Things To Consider Before Designing Your IDs
Before you begin designing ID cards for your organization, here are four elements you should review before starting to layout your creation. After being in the industry for years and assisting in the design for thousands of companies we realize the many uses of an identification card. No matter what your reason for creating an ID card, these elements should at least be reviewed.
Portrait VS Landscape
The primary method of the card being used is the first thing to consider when it comes to the orientation of your card. You may want your cards to be worn at a specific event or function and if so, then a portrait card would best suit your staff. If you want your members or staff to carry the card in their wallet then commonly it’s best to choose a landscape card giving you more room for personal information and lengthy titles.
If you want your staff to wear their identification on their jacket, lapel or worn on a lanyard, then it’s best to use a portrait setup. Wearing a landscape card commonly gets in the way because of its width. Also, it doesn’t seem to stay as upright and keep your staff looking as sharp. A portrait card hangs better simply because of the effects of gravity. Also when you want your staff to wear a card, you should consider what information you want to be displayed to the world on their credentials.
The amount of personal information that you place on your staff’s identification cards should be limited to the information that you want the readers to have access to. If the card is going to be displayed or worn, then it’s best to limit the amount of information to the individual’s name and title. If the card will be carried in a wallet, then you can put more information on the card helping to either identify the individual with items, such as height, sex, and blood type.
If you are creating a card for a specific industry or to comply with the regulations for identification set by another organization then make sure you are following their guidelines. One example of this is police identification cards. Several states have created legislation that describes exactly what is required and these specifications must be followed. Another example is for organizations that do contract work for another entity. Commonly these entities have suggested some guidelines to follow. Be sure to check any requirements set by organizations such as these.
In a nutshell, we suggest that you limit the amount of personal information for your identification cards. The caveat is for people that need information in cases of emergencies such as police officers, fireman or any dangerous profession or industry. In these scenarios, we even recommend putting any specific medical information that would be beneficial in the event of a medical emergency. Alternatively, most people would not care to show the world their medical conditions at a trade show.
Back of the Card
The back of the card is commonly not used and this is valuable real estate that you can make good use. Some organizations use the back of the card for additional personal information especially if the card is formatted in a landscape orientation. Some of the best things that we have seen on the back of a card are something that you want your organization to live by such as a company’s mission statement or company’s statement of purpose. Another item that you should consider is a mailing address that the card should be sent to if the card was lost and then found by someone. It’s common that the post office will forward the identification card if it’s simply dropped into a mailbox.

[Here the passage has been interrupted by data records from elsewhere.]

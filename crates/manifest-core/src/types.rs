use serde::Serialize;
use sqlx::FromRow;

/// A passenger row as it comes back out of `staging_passengers`.
#[derive(Debug, Clone, FromRow)]
pub struct StagedPassenger {
    pub passenger_id: i64,
    pub name: Option<String>,
    pub sex: Option<String>,
    pub age: Option<f64>,
    pub sibsp: Option<i64>,
    pub parch: Option<i64>,
    pub fare: Option<f64>,
    pub embarked: Option<String>,
}

/// A ticket row as it comes back out of `staging_tickets`.
#[derive(Debug, Clone, FromRow)]
pub struct StagedTicket {
    pub ticket_id: i64,
    pub passenger_id: i64,
    pub ticket_number: String,
    pub class: i64,
    pub cabin: String,
}

/// The final shape of a passenger after default imputation. Age and
/// embarked are always present; name and sex stay optional because the
/// transform passes missing values through untouched.
#[derive(Debug, Clone, PartialEq, Serialize)]
pub struct Passenger {
    pub passenger_id: i64,
    pub name: Option<String>,
    pub sex: Option<String>,
    pub age: f64,
    pub family_size: i64,
    pub embarked: String,
}

/// One row of the `analytics_summary` view.
#[derive(Debug, Clone, FromRow, Serialize)]
pub struct SummaryRow {
    pub sex: String,
    pub embarked: String,
    pub avg_age: f64,
    pub passenger_count: i64,
}
use std::collections::HashSet;

use csv::ReaderBuilder;

use crate::common::{optional_string, parse_optional_f64, parse_optional_i64, parse_required_i64};
use crate::errors::ParseError;
use crate::model::PassengerRow;

const INPUT: &str = "passengers";

#[derive(Debug, Clone, Copy, PartialEq, Eq)]
enum ColumnRole {
    PassengerId,
    Name,
    Sex,
    Age,
    SibSp,
    Parch,
    Fare,
    Embarked,
    Ignored,
}

fn classify_column(name: &str) -> ColumnRole {
    let trimmed = name.trim();
    if trimmed.eq_ignore_ascii_case("passengerid") {
        ColumnRole::PassengerId
    } else if trimmed.eq_ignore_ascii_case("name") {
        ColumnRole::Name
    } else if trimmed.eq_ignore_ascii_case("sex") {
        ColumnRole::Sex
    } else if trimmed.eq_ignore_ascii_case("age") {
        ColumnRole::Age
    } else if trimmed.eq_ignore_ascii_case("sibsp") {
        ColumnRole::SibSp
    } else if trimmed.eq_ignore_ascii_case("parch") {
        ColumnRole::Parch
    } else if trimmed.eq_ignore_ascii_case("fare") {
        ColumnRole::Fare
    } else if trimmed.eq_ignore_ascii_case("embarked") {
        ColumnRole::Embarked
    } else {
        ColumnRole::Ignored
    }
}

/// Parses a passengers CSV into canonical rows.
///
/// The header row is classified against the recognized column names;
/// anything unrecognized is dropped. Only the PassengerId column is
/// mandatory, and its values must be unique across the file.
pub fn parse_passengers(content: &str) -> Result<Vec<PassengerRow>, ParseError> {
    let mut reader = ReaderBuilder::new()
        .has_headers(false)
        .flexible(true)
        .from_reader(content.as_bytes());

    let mut records = reader.records();

    let header = records
        .next()
        .ok_or(ParseError::MissingHeader { input: INPUT })?
        .map_err(|err| ParseError::Csv {
            input: INPUT,
            source: err,
        })?;

    let roles: Vec<ColumnRole> = header.iter().map(classify_column).collect();
    if !roles.contains(&ColumnRole::PassengerId) {
        return Err(ParseError::MissingColumn {
            input: INPUT,
            column: "PassengerId",
        });
    }

    let mut rows = Vec::new();
    let mut seen_ids: HashSet<i64> = HashSet::new();

    for (row_idx, record) in records.enumerate() {
        let record = record.map_err(|err| ParseError::Csv {
            input: INPUT,
            source: err,
        })?;
        // Header occupies line 1.
        let line_index = row_idx + 2;

        let mut passenger_id = None;
        let mut name = None;
        let mut sex = None;
        let mut age = None;
        let mut sibsp = None;
        let mut parch = None;
        let mut fare = None;
        let mut embarked = None;

        for (idx, role) in roles.iter().enumerate() {
            let column = header.get(idx).unwrap_or("");
            let value = record.get(idx).unwrap_or("");
            match role {
                ColumnRole::PassengerId => {
                    passenger_id = Some(parse_required_i64(INPUT, value, line_index, column)?);
                }
                ColumnRole::Name => name = optional_string(value),
                ColumnRole::Sex => sex = optional_string(value),
                ColumnRole::Age => age = parse_optional_f64(INPUT, value, line_index, column)?,
                ColumnRole::SibSp => sibsp = parse_optional_i64(INPUT, value, line_index, column)?,
                ColumnRole::Parch => parch = parse_optional_i64(INPUT, value, line_index, column)?,
                ColumnRole::Fare => fare = parse_optional_f64(INPUT, value, line_index, column)?,
                ColumnRole::Embarked => embarked = optional_string(value),
                ColumnRole::Ignored => {}
            }
        }

        let passenger_id = passenger_id.ok_or_else(|| ParseError::DataRow {
            input: INPUT,
            line_index,
            message: "row has no PassengerId field".to_string(),
        })?;

        if !seen_ids.insert(passenger_id) {
            return Err(ParseError::Validation {
                input: INPUT,
                message: format!("duplicate passenger_id {passenger_id}"),
            });
        }

        rows.push(PassengerRow {
            passenger_id,
            name,
            sex,
            age,
            sibsp,
            parch,
            fare,
            embarked,
        });
    }

    Ok(rows)
}
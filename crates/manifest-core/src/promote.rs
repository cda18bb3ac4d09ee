use anyhow::{Context, Result};
use tracing::info;

use crate::db::DbPool;
use crate::types::{Passenger, StagedPassenger, StagedTicket};

/// Age applied when a staged passenger has none.
const DEFAULT_AGE: f64 = 30.0;
/// Embarkation port applied when a staged passenger has none.
const DEFAULT_EMBARKED: &str = "S";

#[derive(Debug, Clone, Copy)]
pub struct PromotionCounts {
    pub passengers: usize,
    pub tickets: usize,
}

/// Applies the imputation rules to one staged passenger row.
///
/// family_size counts the passenger themself, so it is at least 1 even when
/// both sibsp and parch are missing.
pub fn promote_passenger(row: StagedPassenger) -> Passenger {
    Passenger {
        passenger_id: row.passenger_id,
        name: row.name.map(|name| name.trim().to_string()),
        sex: row.sex.map(|sex| sex.to_lowercase()),
        age: row.age.unwrap_or(DEFAULT_AGE),
        family_size: row.sibsp.unwrap_or(0) + row.parch.unwrap_or(0) + 1,
        embarked: row.embarked.unwrap_or_else(|| DEFAULT_EMBARKED.to_string()),
    }
}

/// Moves staged rows into the final tables inside one transaction.
///
/// Finals are cleared first (tickets before passengers, respecting the
/// referential relationship), then every staged passenger and ticket is
/// upserted keyed on its primary key, so re-running with identical staging
/// contents yields identical final contents.
pub async fn promote(pool: &DbPool) -> Result<PromotionCounts> {
    let mut tx = pool
        .begin()
        .await
        .context("failed to open promotion transaction")?;

    sqlx::query("DELETE FROM tickets")
        .execute(&mut *tx)
        .await
        .context("failed to clear tickets")?;
    sqlx::query("DELETE FROM passengers")
        .execute(&mut *tx)
        .await
        .context("failed to clear passengers")?;

    let staged: Vec<StagedPassenger> = sqlx::query_as(
        "SELECT passenger_id, name, sex, age, sibsp, parch, fare, embarked FROM staging_passengers",
    )
    .fetch_all(&mut *tx)
    .await
    .context("failed to read staging_passengers")?;

    let passenger_count = staged.len();
    for row in staged {
        let passenger = promote_passenger(row);
        sqlx::query(
            r#"
                INSERT INTO passengers (passenger_id, name, sex, age, family_size, embarked)
                VALUES ($1, $2, $3, $4, $5, $6)
                ON CONFLICT (passenger_id) DO UPDATE SET
                    name = EXCLUDED.name,
                    sex = EXCLUDED.sex,
                    age = EXCLUDED.age,
                    family_size = EXCLUDED.family_size,
                    embarked = EXCLUDED.embarked
            "#,
        )
        .bind(passenger.passenger_id)
        .bind(&passenger.name)
        .bind(&passenger.sex)
        .bind(passenger.age)
        .bind(passenger.family_size)
        .bind(&passenger.embarked)
        .execute(&mut *tx)
        .await
        .context("failed to upsert into passengers")?;
    }

    let staged_tickets: Vec<StagedTicket> = sqlx::query_as(
        "SELECT ticket_id, passenger_id, ticket AS ticket_number, class, cabin FROM staging_tickets",
    )
    .fetch_all(&mut *tx)
    .await
    .context("failed to read staging_tickets")?;

    // The ticket/passenger link is intentionally unenforced; a staged
    // ticket whose passenger is absent from the final table still lands.
    let ticket_count = staged_tickets.len();
    for ticket in staged_tickets {
        sqlx::query(
            r#"
                INSERT INTO tickets (ticket_id, passenger_id, ticket_number, class, cabin)
                VALUES ($1, $2, $3, $4, $5)
                ON CONFLICT (ticket_id) DO UPDATE SET
                    passenger_id = EXCLUDED.passenger_id,
                    ticket_number = EXCLUDED.ticket_number,
                    class = EXCLUDED.class,
                    cabin = EXCLUDED.cabin
            "#,
        )
        .bind(ticket.ticket_id)
        .bind(ticket.passenger_id)
        .bind(&ticket.ticket_number)
        .bind(ticket.class)
        .bind(&ticket.cabin)
        .execute(&mut *tx)
        .await
        .context("failed to upsert into tickets")?;
    }

    tx.commit()
        .await
        .context("failed to commit promotion transaction")?;

    info!(
        passengers = passenger_count,
        tickets = ticket_count,
        "staging rows promoted to final tables"
    );
    Ok(PromotionCounts {
        passengers: passenger_count,
        tickets: ticket_count,
    })
}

Barcodes for time clock or job tracking, and important phone numbers are other things that can be useful to place on the back of the card as well.
Also consider what other uses you might take advantage of when it comes to designing your identification cards. By simply adding the appropriate type of barcode, you might be able to incorporate a time clock application. Access control commonly requires a much larger investment for both the ID cards and the hardware required to lock and unlock secure areas of your company, but this too should be considered. When using cards for access control the cards commonly have an RFID chip stored under the plastic of the card itself.
In conclusion, the most important factor is the primary use of your identification cards. The card’s benefits range from corporate branding and recognition to having assisting in medical emergencies for individuals in hazardous industries.